More absurd, if the City-required peer review concurs with the owner’s finding that the property is not historic, the Heritage Committee has been known to reject both the owner and the peer review reports and simply deems the property historic. On at least one occasion, a member of the Zoning staff actually provided input into the peer review document, rendering the peer review report worthless or at least unreliable.
What makes this sting all the more is that five years after its creation, the Inventory was never legally valid to create a presumption of historicity at all, because it was never maintained according to requirements of Public Resources Code Section 5024.1(g). This fact was acknowledged by the City Attorney on September 30, 2015.
Dreams have been dashed and thousands of dollars have been spent by homeowners forced to follow a process that was not properly required by the law. Homeowners, like retired fireman Gene and other seniors just like him, have been deprived of the right to do routine window, door and siding repair without first complying with the Secretary of the Interior standards. An application that should have been granted over-the-counter required an historic assessment because of the Inventory, and a mistaken process requirement by the City’s Zoning staff.
And so we arrive at fireman Gene’s heroic last stand. While many of us were focused on the aftermath of Presidential election debates, Gene was trying to salvage his property rights before the Heritage Committee, which was putting the finishing touches on a proposed revision to the “Historic Preservation Ordinance” that makes the old Inventory look like child’s play.
As proposed, the new law will immediately impact the rights of an estimated 4,000 of the 10,000 residential properties in Laguna Beach, because if you own a home that was built in or before 1955, you are subject to the Secretary of the Interior standards when you sell or “alter” your home, unless determined not to be “historic.” This may require a professional historical assessment. Like people on the flawed Inventory, you no longer live in a home. You live in an “historic resource.” You have to disclose that fact when you sell your house, and so does your real estate agent.
And what’s worse is, you are doomed to the preferences of the person who built your house before 1955, even if the original designer had no architectural taste at all. Most of us are drawn to Laguna Beach because it is a community that supports creativity and individual expression. However, if the Heritage Committee has its way, going forward you will be subjected not only to Design Review, but also to an historic assessment. And owners will be severely limited to what they can do with their homes.
Forget about expressing your tastes through your own architectural style, which a majority of the Heritage Committee thinks is okay. One member observed that homeowners would still be free to express their individual tastes on the inside of their homes. Anything on the outside is no longer yours; it now belongs to the Heritage Committee.
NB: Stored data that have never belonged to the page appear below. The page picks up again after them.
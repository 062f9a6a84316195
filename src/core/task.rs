//! Task records, identifiers, and the queue's task-type contract.

use std::fmt;
use std::hash::Hash;
use std::sync::Arc;
use std::time::{Duration, Instant};

use serde::{Deserialize, Serialize};

/// Sentinel repeat count for tasks that re-arm forever.
pub const UNLIMITED_RUNS: u64 = u64::MAX;

/// Process-unique task identifier.
///
/// Identifiers are allocated by the scheduler; callers hold them only to pass
/// back into `remove`/`reset`. [`TaskId::INVALID`] is the sentinel returned by
/// every scheduling operation that cannot be carried out.
#[derive(Debug, Clone, Copy, PartialEq, Eq, Hash, PartialOrd, Ord, Serialize, Deserialize)]
pub struct TaskId(u64);

impl TaskId {
    /// Sentinel denoting "no task" / operation failure.
    pub const INVALID: Self = Self(0);

    /// Wrap a raw identifier value.
    #[must_use]
    pub const fn new(raw: u64) -> Self {
        Self(raw)
    }

    /// Whether this id can refer to a live task.
    #[must_use]
    pub const fn is_valid(self) -> bool {
        self.0 != 0
    }
}

impl fmt::Display for TaskId {
    fn fmt(&self, f: &mut fmt::Formatter<'_>) -> fmt::Result {
        write!(f, "{}", self.0)
    }
}

/// Opaque zero-argument unit of work.
pub type TaskFn = Arc<dyn Fn() + Send + Sync + 'static>;

/// Contract the time-ordered queue requires of its task type.
///
/// The queue is parameterized over the record it stores; it only needs an
/// identifier for lookup and cancellation, an absolute due time for ordering,
/// and a validity precondition checked on insertion.
pub trait TimedTask: Clone {
    /// Identifier type used for lookup, cancellation, and the running set.
    type Id: Copy + Eq + Hash + fmt::Debug + Send;

    /// The record's identifier.
    fn id(&self) -> Self::Id;

    /// Absolute time at which the record becomes eligible for retrieval.
    fn due_at(&self) -> Instant;

    /// Whether the record passes the insertion precondition.
    fn is_valid(&self) -> bool;
}

/// A scheduled unit of work together with its timing state.
///
/// One-shot tasks carry no interval and retire after a single run. Periodic
/// tasks re-arm `due_at += interval` after each run until `remaining` reaches
/// zero (or forever, for [`UNLIMITED_RUNS`]).
#[derive(Clone)]
pub struct Task {
    id: TaskId,
    body: TaskFn,
    due_at: Instant,
    interval: Option<Duration>,
    remaining: u64,
}

impl Task {
    /// Create a one-shot task due at `due_at`.
    #[must_use]
    pub fn once(id: TaskId, body: TaskFn, due_at: Instant) -> Self {
        Self {
            id,
            body,
            due_at,
            interval: None,
            remaining: 1,
        }
    }

    /// Create a periodic task: first run at `due_at`, then every `interval`,
    /// for `times` occurrences ([`UNLIMITED_RUNS`] for no limit).
    #[must_use]
    pub fn periodic(id: TaskId, body: TaskFn, due_at: Instant, interval: Duration, times: u64) -> Self {
        Self {
            id,
            body,
            due_at,
            interval: Some(interval),
            remaining: times,
        }
    }

    /// Run the task body on the calling thread.
    pub fn run(&self) {
        (self.body)();
    }

    /// Whether the task re-arms after execution.
    #[must_use]
    pub const fn is_periodic(&self) -> bool {
        self.interval.is_some()
    }

    /// Occurrences left, including the one currently due.
    #[must_use]
    pub const fn runs_remaining(&self) -> u64 {
        self.remaining
    }

    /// Consume one occurrence and re-arm for the next.
    ///
    /// Returns `false` when the task is retired: it has no interval, or its
    /// repeat budget is exhausted. On `true`, `due_at` has advanced by one
    /// interval and the task can be reinserted.
    pub fn advance(&mut self) -> bool {
        let Some(interval) = self.interval else {
            return false;
        };
        if self.remaining != UNLIMITED_RUNS {
            self.remaining = self.remaining.saturating_sub(1);
            if self.remaining == 0 {
                return false;
            }
        }
        self.due_at += interval;
        true
    }

    /// Re-time the task: next run at `due_at`, replacing the interval of a
    /// periodic task when `interval` is non-zero. One-shot tasks keep their
    /// single-run budget.
    pub fn rearm(&mut self, due_at: Instant, interval: Duration) {
        self.due_at = due_at;
        if self.interval.is_some() && !interval.is_zero() {
            self.interval = Some(interval);
        }
    }
}

impl TimedTask for Task {
    type Id = TaskId;

    fn id(&self) -> TaskId {
        self.id
    }

    fn due_at(&self) -> Instant {
        self.due_at
    }

    fn is_valid(&self) -> bool {
        self.id.is_valid()
    }
}

impl fmt::Debug for Task {
    fn fmt(&self, f: &mut fmt::Formatter<'_>) -> fmt::Result {
        f.debug_struct("Task")
            .field("id", &self.id)
            .field("due_at", &self.due_at)
            .field("interval", &self.interval)
            .field("remaining", &self.remaining)
            .finish_non_exhaustive()
    }
}

#[cfg(test)]
mod tests {
    use super::*;

    fn noop() -> TaskFn {
        Arc::new(|| {})
    }

    #[test]
    fn test_invalid_id_sentinel() {
        assert!(!TaskId::INVALID.is_valid());
        assert!(TaskId::new(1).is_valid());
        assert_eq!(format!("{}", TaskId::new(7)), "7");
    }

    #[test]
    fn test_one_shot_retires_after_single_run() {
        let mut task = Task::once(TaskId::new(1), noop(), Instant::now());
        assert!(!task.is_periodic());
        assert!(!task.advance());
    }

    #[test]
    fn test_periodic_advances_until_exhausted() {
        let interval = Duration::from_millis(20);
        let start = Instant::now();
        let mut task = Task::periodic(TaskId::new(2), noop(), start, interval, 3);

        assert!(task.advance());
        assert_eq!(task.due_at(), start + interval);
        assert!(task.advance());
        assert_eq!(task.due_at(), start + interval * 2);
        // Third occurrence exhausts the budget.
        assert!(!task.advance());
        assert_eq!(task.runs_remaining(), 0);
    }

    #[test]
    fn test_unlimited_never_exhausts() {
        let mut task = Task::periodic(
            TaskId::new(3),
            noop(),
            Instant::now(),
            Duration::from_millis(5),
            UNLIMITED_RUNS,
        );
        for _ in 0..100 {
            assert!(task.advance());
        }
        assert_eq!(task.runs_remaining(), UNLIMITED_RUNS);
    }

    #[test]
    fn test_rearm_keeps_one_shot_budget() {
        let mut task = Task::once(TaskId::new(4), noop(), Instant::now());
        let due = Instant::now() + Duration::from_millis(50);
        task.rearm(due, Duration::from_millis(10));
        assert_eq!(task.due_at(), due);
        assert!(!task.is_periodic());
        assert_eq!(task.runs_remaining(), 1);
    }

    #[test]
    fn test_rearm_replaces_periodic_interval() {
        let mut task = Task::periodic(
            TaskId::new(5),
            noop(),
            Instant::now(),
            Duration::from_millis(100),
            UNLIMITED_RUNS,
        );
        let due = Instant::now() + Duration::from_millis(5);
        task.rearm(due, Duration::from_millis(30));
        assert!(task.advance());
        assert_eq!(task.due_at(), due + Duration::from_millis(30));
    }
}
As heavy-handed as these events sound, if you attended the hearings you would have heard one Heritage Committee member arguing for greater ability to “capture” more properties and bring them under her jurisdiction. Another member advocated that homes over 45 years old would be automatically included. Under his standards, by 2061 every home in Laguna Beach would be historic. Icing on the cake of this process is that four of the seven members of the Heritage Committee defied the direction of the City Attorney and voted to include in their proposed ordinance the properties identified in the invalid inventory as “C” structures.
Even the City historian, who has a very low threshold, opined that these homes were not historic but were just old. In their zeal, Heritage Committee members Rick Gold, Ann Frank, Linda Morganlander and Regina Hartley ignored the opinion of the historian, the direction of the City Attorney and the input of the public, and sought to drag in as many homes as possible. They broke ranks with their more rational colleagues, Clark Collins, Mike Boone and Debbie Lewis, and produced the proposed ordinance demanded by the small and vocal group.
This is not intended to be an indictment of the Heritage Committee, or of any appointed Committee or Board. The work that they do is difficult, and they are dedicated and well intentioned. Still, I heartily disagree with the end product. The hearing process, in which the public testimony was ordinarily limited to two minutes per speaker, ignored property ownership rights. Special and dominating voice was given to groups who want to control what property owners are allowed to do with their own homes. Committee member Morganlander admitted that she has a “focus group” with which she meets outside of the public hearings. This just seems wrong!
If this proposed ordinance goes unchecked, it will add an additional burden to already bewildering property development standards. The ordinance will petrify Laguna Beach. Any change to the exterior of the home will need to comply with the Secretary of the Interior standards. The Heritage Committee also contemplates the formulation of its own “Style Guide” that will dictate what homeowners do.
Respectfully but honestly, this seems nuts!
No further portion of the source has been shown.